Project Pangea ist darauf ausgelegt, sofortige T+0-Abwicklungen für grenzüberschreitende Währungstransfers zu ermöglichen. Das System unterstützt synchronisierte Zahlung-gegen-Zahlung-Transaktionen zwischen regulierten Digitalwährungen und gewährleistet so effiziente und sichere Abwicklungen.
Chainlink stellt die zugrundeliegende Technologie für das Pilotprojekt bereit. Dazu gehören die Bereitstellung von Datenfeeds, die Sicherstellung der Kompatibilität zwischen verschiedenen Netzwerken sowie die Koordination der Transaktionen. Die Plattform verbindet zudem die traditionelle Swift-Infrastruktur mit dezentralen Registertechnologien (Distributed-Ledger-Netzwerken).
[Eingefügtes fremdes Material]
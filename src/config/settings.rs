//! Application configuration structs, defaults and TOML persistence.
//!
//! This is the operator-facing config (`config.toml`), separate from the
//! user-editable training settings in [`super::training`].

use anyhow::Result;
use serde::{Deserialize, Serialize};

use super::AppPaths;

// ---------------------------------------------------------------------------
// ApiConfig
// ---------------------------------------------------------------------------

/// Where conversation requests are sent.
#[derive(Debug, Clone, Serialize, Deserialize)]
pub struct ApiConfig {
    /// Base URL of the conversation service; `/v2/conversations` is appended.
    pub base_url: String,
}

impl Default for ApiConfig {
    fn default() -> Self {
        Self {
            base_url: "https://tavusapi.com".into(),
        }
    }
}

// ---------------------------------------------------------------------------
// UiConfig
// ---------------------------------------------------------------------------

/// egui window settings.
#[derive(Debug, Clone, Serialize, Deserialize)]
pub struct UiConfig {
    /// Initial inner window size `(width, height)` in points.
    pub window_size: (f32, f32),
    /// Last saved window position `(x, y)`.  `None` lets the window manager
    /// decide.
    pub window_position: Option<(f32, f32)>,
}

impl Default for UiConfig {
    fn default() -> Self {
        Self {
            window_size: (640.0, 720.0),
            window_position: None,
        }
    }
}

// ---------------------------------------------------------------------------
// AppConfig  (top-level)
// ---------------------------------------------------------------------------

/// Top-level application configuration, serialised as `config.toml`.
#[derive(Debug, Clone, Default, Serialize, Deserialize)]
pub struct AppConfig {
    /// Conversation service settings.
    pub api: ApiConfig,
    /// Window settings.
    pub ui: UiConfig,
}

impl AppConfig {
    /// Load configuration from the platform-appropriate `config.toml`.
    ///
    /// Returns `Ok(AppConfig::default())` when the file does not exist yet.
    pub fn load() -> Result<Self> {
        Self::load_from(&AppPaths::new().config_file)
    }

    /// Load from an explicit path.
    pub fn load_from(path: &std::path::Path) -> Result<Self> {
        if !path.exists() {
            return Ok(Self::default());
        }
        let content = std::fs::read_to_string(path)?;
        let config: Self = toml::from_str(&content)?;
        Ok(config)
    }

    /// Save configuration to the platform-appropriate `config.toml`,
    /// creating parent directories as needed.
    pub fn save(&self) -> Result<()> {
        self.save_to(&AppPaths::new().config_file)
    }

    /// Save to an explicit path.
    pub fn save_to(&self, path: &std::path::Path) -> Result<()> {
        if let Some(parent) = path.parent() {
            std::fs::create_dir_all(parent)?;
        }
        let content = toml::to_string_pretty(self)?;
        std::fs::write(path, content)?;
        Ok(())
    }
}

// ---------------------------------------------------------------------------
// Tests
// ---------------------------------------------------------------------------

#[cfg(test)]
mod tests {
    use super::*;
    use tempfile::tempdir;

    #[test]
    fn round_trip_toml() {
        let dir = tempdir().expect("temp dir");
        let path = dir.path().join("config.toml");

        let mut original = AppConfig::default();
        original.api.base_url = "http://127.0.0.1:9000".into();
        original.ui.window_position = Some((100.0, 200.0));
        original.save_to(&path).expect("save");

        let loaded = AppConfig::load_from(&path).expect("load");

        assert_eq!(loaded.api.base_url, "http://127.0.0.1:9000");
        assert_eq!(loaded.ui.window_size, original.ui.window_size);
        assert_eq!(loaded.ui.window_position, Some((100.0, 200.0)));
    }

    /// `load_from` on a non-existent path must return `Default` without error.
    #[test]
    fn load_missing_returns_default() {
        let dir = tempdir().expect("temp dir");
        let path = dir.path().join("nonexistent.toml");

        let config = AppConfig::load_from(&path).expect("should not error");
        assert_eq!(config.api.base_url, "https://tavusapi.com");
        assert!(config.ui.window_position.is_none());
    }

    #[test]
    fn load_rejects_malformed_toml() {
        let dir = tempdir().expect("temp dir");
        let path = dir.path().join("config.toml");
        std::fs::write(&path, "[api\nbase_url = ").unwrap();

        assert!(AppConfig::load_from(&path).is_err());
    }
}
FairSquareLab bringt seine auf Blockchain basierende Plattform für Devisenabwicklungen in das Projekt ein. Diese wird parallel zum Pangea-Layer-1-Netzwerk betrieben, das speziell für den Stablecoin-Devisenhandel konzipiert wurde.
Die Zusammenarbeit zwischen Chainlink, FairSquareLab und dem Finanzkonsortium markiert einen Schritt hin zu schnelleren internationalen Abwicklungen. Im Mittelpunkt des Projekts stehen regulierte digitale Versionen von Euro und Koreanischem Won. Die beteiligten Finanzinstitute testen die Infrastruktur derzeit für den praktischen Einsatz.